A series of corruption scandals, cost overruns and mishaps at Russia’s new Vostochny Cosmodrome have brought long-simmering questions about the leadership of the country’s space agency into public view.
“The situation is unacceptable for everyone, including the construction of the first stage and the second stage” of the space center, Deputy Prime Minister Yury Borisov told Vedomosti newspaper in an interview published Monday, adding that the Defense Ministry may take over part of the work.
Borisov, formerly a powerful and secretive official responsible for procurement at the Defense Ministry, became deputy prime minister last year in place of Dmitry Rogozin, who was appointed to head Roscosmos by President Vladimir Putin. While Russia views the cosmodrome as a national security priority, with its current Soviet-era launch base located at Baikonur in neighboring Kazakhstan, the $3 billion project has been plagued by controversy.
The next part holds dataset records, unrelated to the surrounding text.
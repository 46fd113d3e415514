//! Ledgerflow Node - process bootstrap for the wallet engine.
//!
//! This binary is a minimal stand-in for the HTTP layer the specification
//! places out of scope (spec §1: "HTTP endpoints ... specified only by
//! the interfaces they expose to the core"). It exercises the same
//! C3/C4 contract a real HTTP handler would: replay on startup, accept
//! commands through the bounded channel, serve read-model queries, and
//! shut down cleanly.
//!
//! # Subcommands
//!
//! - `run` — replay the log, then read one JSON `TransferCommand` per
//!   line from stdin, submitting each through the command channel and
//!   printing its acknowledgment to stdout as one JSON object per line.
//! - `transfer` — submit a single command against the log and exit.
//! - `balance` — replay the read model and answer one balance query.

mod config;

use std::path::PathBuf;
use std::sync::Arc;

use clap::{Parser, Subcommand};
use serde::Serialize;
use tokio::io::{AsyncBufReadExt, BufReader};
use tracing_subscriber::{fmt, prelude::*, EnvFilter};

use ledgerflow_channel::spawn as spawn_channel;
use ledgerflow_engine::{Ack, WalletEngine};
use ledgerflow_readmodel::ReadModel;
use ledgerflow_store::{EventStore, FileEventStore};
use ledgerflow_types::{AccountId, Amount, EventType, TransactionId, TransferCommand};

use crate::config::NodeConfig;

#[derive(Parser, Debug)]
#[command(name = "ledgerflow-node")]
#[command(author, version, about = "Event-sourced wallet engine node", long_about = None)]
struct Cli {
    /// Path to a TOML configuration file.
    #[arg(short, long, env = "LEDGERFLOW_CONFIG")]
    config: Option<String>,

    /// Overrides `event_store_path` from the config file.
    #[arg(long, env = "LEDGERFLOW_EVENT_STORE_PATH")]
    event_store_path: Option<PathBuf>,

    /// Log level (trace, debug, info, warn, error).
    #[arg(long, env = "LEDGERFLOW_LOG_LEVEL")]
    log_level: Option<String>,

    /// Log format (json, pretty).
    #[arg(long, env = "LEDGERFLOW_LOG_FORMAT")]
    log_format: Option<String>,

    #[command(subcommand)]
    command: Commands,
}

#[derive(Subcommand, Debug)]
enum Commands {
    /// Replay the log and serve commands read as JSON lines from stdin.
    Run,

    /// Submit a single transfer against the log and print its acknowledgment.
    Transfer {
        #[arg(long)]
        transaction_id: String,
        #[arg(long)]
        from: String,
        #[arg(long)]
        to: String,
        #[arg(long)]
        amount: i64,
    },

    /// Replay the read model and print a balance query result.
    Balance {
        /// If omitted, prints every account's balance and the total.
        account: Option<String>,
    },
}

#[tokio::main]
async fn main() -> anyhow::Result<()> {
    let cli = Cli::parse();
    let mut node_config = NodeConfig::load(cli.config.as_deref())?;

    if let Some(path) = cli.event_store_path {
        node_config.event_store_path = path;
    }
    if let Some(level) = cli.log_level {
        node_config.logging.level = level;
    }
    if let Some(format) = cli.log_format {
        node_config.logging.format = format;
    }

    init_logging(&node_config.logging)?;
    tracing::info!(
        version = env!("CARGO_PKG_VERSION"),
        path = %node_config.event_store_path.display(),
        "starting ledgerflow node"
    );

    match cli.command {
        Commands::Run => run(node_config).await,
        Commands::Transfer {
            transaction_id,
            from,
            to,
            amount,
        } => transfer(node_config, transaction_id, from, to, amount).await,
        Commands::Balance { account } => balance(node_config, account).await,
    }
}

fn init_logging(config: &config::LoggingConfig) -> anyhow::Result<()> {
    let env_filter =
        EnvFilter::try_from_default_env().unwrap_or_else(|_| EnvFilter::new(&config.level));
    let subscriber = tracing_subscriber::registry().with(env_filter);
    match config.format.as_str() {
        "json" => subscriber.with(fmt::layer().json().with_target(true)).init(),
        _ => subscriber.with(fmt::layer().with_target(true)).init(),
    }
    Ok(())
}

/// Wires C1–C5 together: open the store, construct the engine, register
/// the read model as a direct in-process handler (never also a bus
/// subscriber — spec §4.5/§9 forbid wiring both to the same projection),
/// and replay both from an empty state before returning.
async fn bootstrap(
    config: &NodeConfig,
) -> anyhow::Result<(Arc<WalletEngine>, Arc<ReadModel>)> {
    let store = Arc::new(FileEventStore::open(&config.event_store_path).await?);
    let engine = Arc::new(WalletEngine::new(store.clone()));
    let read_model = Arc::new(ReadModel::new());

    // Read model replays the log itself before subscribing, so its
    // startup state matches the engine's without depending on it.
    read_model.replay(store.as_ref()).await?;
    engine.replay().await?;

    let projection = read_model.clone();
    engine
        .register_handler(move |event| projection.apply(event))
        .await;

    Ok((engine, read_model))
}

async fn run(config: NodeConfig) -> anyhow::Result<()> {
    let (engine, _read_model) = bootstrap(&config).await?;
    let (channel, worker) = spawn_channel(engine.clone(), config.command_channel_capacity);

    let stdin = tokio::io::stdin();
    let mut lines = BufReader::new(stdin).lines();

    tokio::select! {
        result = async {
            while let Some(line) = lines.next_line().await? {
                if line.trim().is_empty() {
                    continue;
                }
                match serde_json::from_str::<TransferCommand>(&line) {
                    Ok(command) => {
                        let transaction_id = command.transaction_id.clone();
                        match channel.submit(command).await {
                            Ok(ack) => println!("{}", ack_to_json(&ack)),
                            Err(e) => {
                                tracing::error!(%transaction_id, error = %e, "channel error");
                                println!("{}", error_payload(&e.to_string()));
                            }
                        }
                    }
                    Err(e) => {
                        tracing::warn!(error = %e, line, "malformed command, skipping");
                        println!("{}", error_payload(&format!("malformed command: {e}")));
                    }
                }
            }
            Ok::<(), anyhow::Error>(())
        } => result?,
        _ = tokio::signal::ctrl_c() => {
            tracing::info!("received shutdown signal");
        }
    }

    drop(channel);
    worker.join().await?;
    engine.stop().await?;
    tracing::info!("ledgerflow node shutdown complete");
    Ok(())
}

async fn transfer(
    config: NodeConfig,
    transaction_id: String,
    from: String,
    to: String,
    amount: i64,
) -> anyhow::Result<()> {
    let (engine, _read_model) = bootstrap(&config).await?;

    let transaction_id = TransactionId::new(transaction_id)
        .ok_or_else(|| anyhow::anyhow!("transaction_id must be non-empty"))?;
    let from_account =
        AccountId::new(from).ok_or_else(|| anyhow::anyhow!("from account must be non-empty"))?;
    let to_account =
        AccountId::new(to).ok_or_else(|| anyhow::anyhow!("to account must be non-empty"))?;

    let ack = engine
        .process_command(TransferCommand::new(
            transaction_id,
            from_account,
            to_account,
            Amount::new(amount),
        ))
        .await;
    println!("{}", ack_to_json(&ack));
    engine.stop().await?;
    Ok(())
}

async fn balance(config: NodeConfig, account: Option<String>) -> anyhow::Result<()> {
    let store = FileEventStore::open(&config.event_store_path).await?;
    let read_model = ReadModel::new();
    read_model.replay(&store).await?;
    store.close().await?;

    match account {
        Some(account) => {
            let account = AccountId::new(account)
                .ok_or_else(|| anyhow::anyhow!("account must be non-empty"))?;
            let (amount, exists) = read_model.get_balance(&account);
            let payload = BalanceQueryPayload {
                account: account.as_str(),
                balance: amount.0,
                exists,
            };
            println!("{}", serde_json::to_string(&payload)?);
        }
        None => {
            let snapshot = read_model.snapshot();
            println!("{}", serde_json::to_string(&snapshot)?);
        }
    }
    Ok(())
}

/// Spec §6's acknowledgment payload: `{success, error?, events?}`.
#[derive(Serialize)]
struct AckPayload<'a> {
    success: bool,
    #[serde(skip_serializing_if = "Option::is_none")]
    error: Option<&'a str>,
    events: &'a [EventType],
}

/// Spec §6's "balance by account" query payload: `{account, balance}`,
/// plus `exists` so an absent account is distinguishable from a zero one.
#[derive(Serialize)]
struct BalanceQueryPayload<'a> {
    account: &'a str,
    balance: i64,
    exists: bool,
}

#[derive(Serialize)]
struct ErrorPayload<'a> {
    success: bool,
    error: &'a str,
}

fn ack_to_json(ack: &Ack) -> String {
    serde_json::to_string(&AckPayload {
        success: ack.success,
        error: ack.error.as_deref(),
        events: &ack.events,
    })
    .expect("ack payload is always serializable")
}

fn error_payload(message: &str) -> String {
    serde_json::to_string(&ErrorPayload {
        success: false,
        error: message,
    })
    .expect("error payload is always serializable")
}

#[cfg(test)]
mod tests {
    use super::*;

    #[tokio::test]
    async fn bootstrap_starts_with_empty_balances() {
        let dir = tempfile::tempdir().unwrap();
        let config = NodeConfig {
            event_store_path: dir.path().join("log.jsonl"),
            ..NodeConfig::default()
        };
        let (engine, read_model) = bootstrap(&config).await.unwrap();
        assert_eq!(
            engine.balance(&AccountId::new("alice").unwrap()).await,
            Amount::ZERO
        );
        assert_eq!(read_model.get_total_balance(), Amount::ZERO);
    }

    #[tokio::test]
    async fn bootstrapped_read_model_tracks_a_processed_transfer() {
        let dir = tempfile::tempdir().unwrap();
        let path = dir.path().join("log.jsonl");

        // Seed alice before the node's normal bootstrap path runs, the
        // same way an operator would pre-provision a fresh ledger.
        {
            let store = Arc::new(FileEventStore::open(&path).await.unwrap());
            let seed_engine = WalletEngine::new(store);
            seed_engine
                .seed_balance(AccountId::new("alice").unwrap(), Amount::new(1000))
                .await
                .unwrap();
        }

        let config = NodeConfig {
            event_store_path: path,
            ..NodeConfig::default()
        };
        let (engine, read_model) = bootstrap(&config).await.unwrap();

        let ack = engine
            .process_command(TransferCommand::new(
                TransactionId::new("t1").unwrap(),
                AccountId::new("alice").unwrap(),
                AccountId::new("bob").unwrap(),
                Amount::new(250),
            ))
            .await;
        assert!(ack.success);
        assert_eq!(
            read_model.get_balance(&AccountId::new("bob").unwrap()),
            (Amount::new(250), true)
        );
        engine.stop().await.unwrap();
    }
}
Rogozin, who’s frequently highlighted the threat posed by Elon Musk’s SpaceX venture to Russia’s launch industry, quickly took to Twitter to defend himself. “It’s always been this way: some build, while others criticize,” Rogozin wrote. “It’s part of the business.”
Splits within the Kremlin elite have become more visible since Putin’s re-election last year to what may be his final presidential term under Russia’s constitution, amid jostling by rival factions. Last month, for example, Rostec State Corp. chief Sergey Chemezov, a longtime Putin ally and fellow spy, contradicted the official line that recent Moscow election protests should be put down forcefully, warning instead that the country risked stagnation without a healthy opposition.
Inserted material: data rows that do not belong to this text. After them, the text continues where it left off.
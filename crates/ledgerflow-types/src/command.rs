//! External input to the engine. Never persisted — only the events it
//! produces are.

use crate::{AccountId, Amount, TransactionId};
use serde::{Deserialize, Serialize};

/// A request to move `amount` from `from_account` to `to_account`,
/// deduplicated on `transaction_id`.
#[derive(Debug, Clone, PartialEq, Eq, Serialize, Deserialize)]
pub struct TransferCommand {
    pub transaction_id: TransactionId,
    pub from_account: AccountId,
    pub to_account: AccountId,
    pub amount: Amount,
}

impl TransferCommand {
    pub fn new(
        transaction_id: TransactionId,
        from_account: AccountId,
        to_account: AccountId,
        amount: Amount,
    ) -> Self {
        Self {
            transaction_id,
            from_account,
            to_account,
            amount,
        }
    }
}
The Prosecutor General’s Office has opened a series of criminal cases after uncovering 10 billion rubles ($150 million) in losses during construction at Vostochny. In one sparkling example of corruption, a contractor accused of stealing 4 million rubles was detained in Minsk, Belarus, while driving a Mercedes covered in Swarovski crystals.
While the space center went into operation in 2016, officials uncovered a critical defect on one of Vostochny’s launchpads as recently as last November, RBK news website reported. In 2017, a satellite launch failed after the rocket was programmed with coordinates for takeoff from another launchpad.
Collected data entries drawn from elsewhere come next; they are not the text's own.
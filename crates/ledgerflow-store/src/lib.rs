//! Ledgerflow Store - append-only durable event log.
//!
//! Line-delimited JSON, one envelope per line, UTF-8, no BOM. The file is
//! opened for append; reads open an independent handle so a replay never
//! contends with an in-flight append for the same file descriptor's
//! cursor.
//!
//! # Durability
//!
//! `append_batch` does not return success until every byte of the batch
//! has been flushed and fsynced. If encoding any event in the batch
//! fails, no bytes for the batch are written at all.
//!
//! # Recovery policy
//!
//! A trailing partial line (no terminating `\n`) is tolerated on replay:
//! it is treated as the end of the log and a warning is logged. The
//! partial tail is truncated from the file on the store's first
//! successful append after open, never during a read-only `load_all`.
//! That check only runs once per open handle — every append made by
//! this process afterwards writes only complete, newline-terminated
//! lines, so the file can never regrow a partial tail on its own.

use async_trait::async_trait;
use ledgerflow_types::EngineError;
use std::path::{Path, PathBuf};
use std::sync::atomic::{AtomicBool, Ordering};
use thiserror::Error;
use tokio::fs::OpenOptions;
use tokio::io::{AsyncReadExt, AsyncSeekExt, AsyncWriteExt, SeekFrom};
use tokio::sync::Mutex;

#[derive(Debug, Error)]
pub enum StoreError {
    #[error("I/O error: {0}")]
    Io(#[from] std::io::Error),

    #[error("codec error: {0}")]
    Codec(#[from] ledgerflow_codec::CodecError),
}

pub type Result<T> = std::result::Result<T, StoreError>;

impl From<StoreError> for EngineError {
    fn from(e: StoreError) -> Self {
        match e {
            StoreError::Io(io) => EngineError::StoreIO(io.to_string()),
            StoreError::Codec(codec) => EngineError::Codec(codec.to_string()),
        }
    }
}

use ledgerflow_types::EventEnvelope;

/// The store's contract: append a batch atomically, replay every event in
/// order, and release resources on shutdown.
#[async_trait]
pub trait EventStore: Send + Sync {
    async fn append_batch(&self, envelopes: &[EventEnvelope]) -> Result<()>;
    async fn load_all(&self) -> Result<Vec<EventEnvelope>>;
    async fn close(&self) -> Result<()>;
}

/// Line-delimited-JSON event log backed by a single file.
pub struct FileEventStore {
    path: PathBuf,
    writer: Mutex<tokio::fs::File>,
    partial_tail_checked: AtomicBool,
}

/// How much of the file's tail to probe for the last newline before
/// falling back to a full scan. Generous relative to one JSON line, so
/// the common case never reads more than a few KiB regardless of how
/// large the log has grown.
const TAIL_PROBE_BYTES: u64 = 64 * 1024;

impl FileEventStore {
    /// Opens (creating if absent) the log at `path` for append.
    pub async fn open(path: impl AsRef<Path>) -> Result<Self> {
        let path = path.as_ref().to_path_buf();
        let writer = OpenOptions::new()
            .create(true)
            .append(true)
            .open(&path)
            .await?;
        Ok(Self {
            path,
            writer: Mutex::new(writer),
            partial_tail_checked: AtomicBool::new(false),
        })
    }

    /// Truncates a trailing partial (non-newline-terminated) line, if one
    /// exists. Called at most once per open handle, from `append_batch`,
    /// holding the writer lock. Reads only the last `TAIL_PROBE_BYTES` of
    /// the file rather than the whole log; only falls back to a full
    /// read if an unterminated line somehow exceeds that window. Returns
    /// whether anything was truncated.
    async fn truncate_trailing_partial_line(&self) -> Result<bool> {
        let mut file = tokio::fs::File::open(&self.path).await?;
        let len = file.metadata().await?.len();
        if len == 0 {
            return Ok(false);
        }

        let probe_len = len.min(TAIL_PROBE_BYTES);
        file.seek(SeekFrom::Start(len - probe_len)).await?;
        let mut tail = vec![0u8; probe_len as usize];
        file.read_exact(&mut tail).await?;

        if tail.last() == Some(&b'\n') {
            return Ok(false);
        }

        let keep_len = match tail.iter().rposition(|&b| b == b'\n') {
            Some(pos) => len - probe_len + pos as u64 + 1,
            None if probe_len == len => 0,
            None => {
                // The unterminated tail is longer than the probe window;
                // fall back to a full scan rather than guessing.
                let contents = tokio::fs::read(&self.path).await?;
                match contents.iter().rposition(|&b| b == b'\n') {
                    Some(pos) => (pos + 1) as u64,
                    None => 0,
                }
            }
        };

        tracing::warn!(
            path = %self.path.display(),
            discarded_bytes = len - keep_len,
            "truncating trailing partial line from event log"
        );
        let handle = OpenOptions::new().write(true).open(&self.path).await?;
        handle.set_len(keep_len).await?;
        Ok(true)
    }
}

#[async_trait]
impl EventStore for FileEventStore {
    async fn append_batch(&self, envelopes: &[EventEnvelope]) -> Result<()> {
        if envelopes.is_empty() {
            return Ok(());
        }

        // Encode everything before touching the file: a mid-batch codec
        // failure must leave no bytes written.
        let mut lines = Vec::with_capacity(envelopes.len());
        for envelope in envelopes {
            lines.push(ledgerflow_codec::encode(envelope)?);
        }

        let mut guard = self.writer.lock().await;

        // The partial-tail check only needs to run once per open handle:
        // after it runs (whether or not it truncated anything), every
        // append from this process writes only complete lines, so the
        // file can never regrow a partial tail on its own.
        if !self.partial_tail_checked.swap(true, Ordering::SeqCst) {
            let truncated = self.truncate_trailing_partial_line().await?;
            if truncated {
                // The writer was opened append-only, so its cursor may be
                // stale relative to the truncation above; reopen to pick
                // up the new length.
                *guard = OpenOptions::new()
                    .create(true)
                    .append(true)
                    .open(&self.path)
                    .await?;
            }
        }

        let mut buf = String::new();
        for line in &lines {
            buf.push_str(line);
            buf.push('\n');
        }
        guard.write_all(buf.as_bytes()).await?;
        guard.flush().await?;
        guard.sync_all().await?;
        Ok(())
    }

    async fn load_all(&self) -> Result<Vec<EventEnvelope>> {
        let mut file = match tokio::fs::File::open(&self.path).await {
            Ok(f) => f,
            Err(e) if e.kind() == std::io::ErrorKind::NotFound => return Ok(Vec::new()),
            Err(e) => return Err(e.into()),
        };
        let mut contents = String::new();
        file.read_to_string(&mut contents).await?;

        let ends_with_newline = contents.ends_with('\n');
        let mut lines: Vec<&str> = contents.split('\n').collect();
        // split() on a trailing '\n' yields one empty trailing element.
        if ends_with_newline {
            lines.pop();
        }

        let mut envelopes = Vec::with_capacity(lines.len());
        let last_index = lines.len().saturating_sub(1);
        for (i, line) in lines.iter().enumerate() {
            if line.is_empty() {
                continue;
            }
            let is_last = i == last_index;
            match ledgerflow_codec::decode(line) {
                Ok(envelope) => envelopes.push(envelope),
                Err(e) if is_last && !ends_with_newline => {
                    tracing::warn!(
                        error = %e,
                        "discarding unterminated trailing line during replay"
                    );
                }
                Err(e) => return Err(StoreError::Codec(e)),
            }
        }
        Ok(envelopes)
    }

    async fn close(&self) -> Result<()> {
        let guard = self.writer.lock().await;
        guard.sync_all().await?;
        Ok(())
    }
}
//! Integer minor-unit money amounts.

use serde::{Deserialize, Serialize};
use std::fmt;

/// Signed 64-bit integer amount in the smallest monetary unit (cents).
///
/// Transfer amounts must be strictly positive; account balances may be
/// zero but must never go negative. Neither constraint is enforced by
/// this type — they are engine-level invariants checked during command
/// validation — `Amount` itself only guarantees overflow-safe arithmetic.
#[derive(Debug, Clone, Copy, PartialEq, Eq, PartialOrd, Ord, Serialize, Deserialize)]
pub struct Amount(pub i64);

impl Amount {
    pub const ZERO: Amount = Amount(0);

    pub fn new(minor_units: i64) -> Self {
        Self(minor_units)
    }

    pub fn is_positive(&self) -> bool {
        self.0 > 0
    }

    pub fn checked_add(self, other: Self) -> Option<Self> {
        self.0.checked_add(other.0).map(Self)
    }

    pub fn checked_sub(self, other: Self) -> Option<Self> {
        self.0.checked_sub(other.0).map(Self)
    }
}

impl Default for Amount {
    fn default() -> Self {
        Self::ZERO
    }
}

/// Prints the raw minor-unit integer — never a float. Formatting cents
/// as dollars is a presentation concern for an external collaborator,
/// not this type; float/decimal arithmetic is an explicit non-goal.
impl fmt::Display for Amount {
    fn fmt(&self, f: &mut fmt::Formatter<'_>) -> fmt::Result {
        write!(f, "{}", self.0)
    }
}

#[cfg(test)]
mod tests {
    use super::*;

    #[test]
    fn checked_add_overflows_to_none() {
        assert_eq!(Amount::new(i64::MAX).checked_add(Amount::new(1)), None);
    }

    #[test]
    fn checked_sub_underflows_to_none() {
        assert_eq!(Amount::new(i64::MIN).checked_sub(Amount::new(1)), None);
    }

    #[test]
    fn default_is_zero() {
        assert_eq!(Amount::default(), Amount::ZERO);
    }
}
Alexei Kudrin, the head of Russia’s Audit Chamber, told lawmakers last year that he had found 760 billion rubles ($11.4 billion) of financial violations in Roscosmos’s books, including several billion that had been “basically stolen,” describing the space agency as “the champion in terms of the scale of such violations.” Roscosmos said the criticism related to a 2017 audit, before Rogozin’s appointment.
Rogozin, who was responsible as deputy premier for the space industry, threatened in 2015 to “rip off the heads” of construction staff involved in corruption after Vostochny risked having its electricity cut off over unpaid bills, according to the Interfax news service.